Dear ArcGIS Community,
As part of my research, I am creating travel cost matrices for ~30k origin locations and ~3k destination locations. Calculating the travel cost matrices for such a large number of origins and destinations is quite time consuming, and currently takes several days to compute. My current workflow is as follows:
- Start with two ".csv" files, containing the latitude and longitude coordinates for origins and destinations.
- Using Python, I create ".lyr" files which contain a street map, origins, destinations, and relevant options.
- Using a ".bat" script, I call the executable file "GenerateCSVMatrixFromOD.exe" and apply it to each ".lyr" file created in the preceding step.
Because there are so many origins and destinations, I am forced to split up my data into chunks before processing.

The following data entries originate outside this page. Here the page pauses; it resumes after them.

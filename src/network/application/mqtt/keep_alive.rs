//! Keep-alive timer state machine.
//!
//! The engine pings once half the keep-alive interval has passed since the
//! last confirmed liveness, and declares the link dead when the PINGRESP is
//! more than another half interval late. Worst-case detection of a silent
//! broker is therefore about one keep-alive interval.
//!
//! Timestamps come from [`Platform::now_ms`](crate::os::Platform::now_ms)
//! and are compared with [`elapsed_ms`], so a clock wrap between two
//! timestamps is harmless.

use crate::os::elapsed_ms;

/// What the engine must do on this pass.
#[derive(Debug, Clone, Copy, PartialEq, Eq)]
pub enum KeepAliveAction {
    /// Send a PINGREQ now.
    SendPing,
    /// The outstanding PINGRESP is overdue; tear the link down.
    LinkDead,
}

/// Liveness timestamps of one session.
#[derive(Debug, Clone, Copy, PartialEq, Eq)]
pub struct KeepAlive {
    interval_ms: u32,
    last_ping_ms: u32,
    ping_sent_ms: u32,
    waiting_pingresp: bool,
}

impl KeepAlive {
    /// Timers for a keep-alive of `seconds`; 0 disables pinging.
    pub fn new(seconds: u16) -> Self {
        Self {
            interval_ms: seconds as u32 * 1000,
            last_ping_ms: 0,
            ping_sent_ms: 0,
            waiting_pingresp: false,
        }
    }

    /// Start counting from a fresh handshake at `now`.
    pub fn reset(&mut self, now: u32) {
        self.last_ping_ms = now;
        self.ping_sent_ms = now;
        self.waiting_pingresp = false;
    }

    /// Decide whether this pass must ping or give up on the link.
    pub fn poll(&self, now: u32) -> Option<KeepAliveAction> {
        if self.interval_ms == 0 {
            return None;
        }
        let half = self.interval_ms / 2;
        if self.waiting_pingresp {
            (elapsed_ms(now, self.ping_sent_ms) > half).then_some(KeepAliveAction::LinkDead)
        } else {
            (elapsed_ms(now, self.last_ping_ms) >= half).then_some(KeepAliveAction::SendPing)
        }
    }

    /// A PINGREQ went out at `now`.
    pub fn ping_sent(&mut self, now: u32) {
        self.ping_sent_ms = now;
        self.waiting_pingresp = true;
    }

    /// A PINGRESP arrived at `now`.
    pub fn pong_received(&mut self, now: u32) {
        self.last_ping_ms = now;
        self.waiting_pingresp = false;
    }

    /// `true` while a PINGREQ is unanswered.
    pub fn waiting_pingresp(&self) -> bool {
        self.waiting_pingresp
    }

    /// Time of the last confirmed liveness.
    pub fn last_ping_ms(&self) -> u32 {
        self.last_ping_ms
    }

    /// The negotiated interval in milliseconds.
    pub fn interval_ms(&self) -> u32 {
        self.interval_ms
    }
}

Currently, I am splitting my data into 6 chunks, where each chunk contains all ~30k origin locations and approximately 500 destination locations. Currently, executing the process above for each of the 6 ".lyr" files takes a total of about 3 days computing time. In the near future, I wish to do another experiment which involves calculating, for the same set of ~30k origin locations, the travel cost to almost ~40k unique destinations. At the current rate, this process will take weeks.
My main question is this: is it possible to speed up this process? I could envision opening up multiple ".bat" scripts to process each chunk simultaneously, but I'm not sure how ArcGIS would handle having multiple instances running at the same time, and whether there would be issues with sharing the same geo-database, or pulling from the same set of physical CPU resources. I could also envision partitioning my data in a different, and possibly more efficient way.
What's the best way to speed up this process?
I am happy to provide any additional details that would help to better inform. Thank you for your time.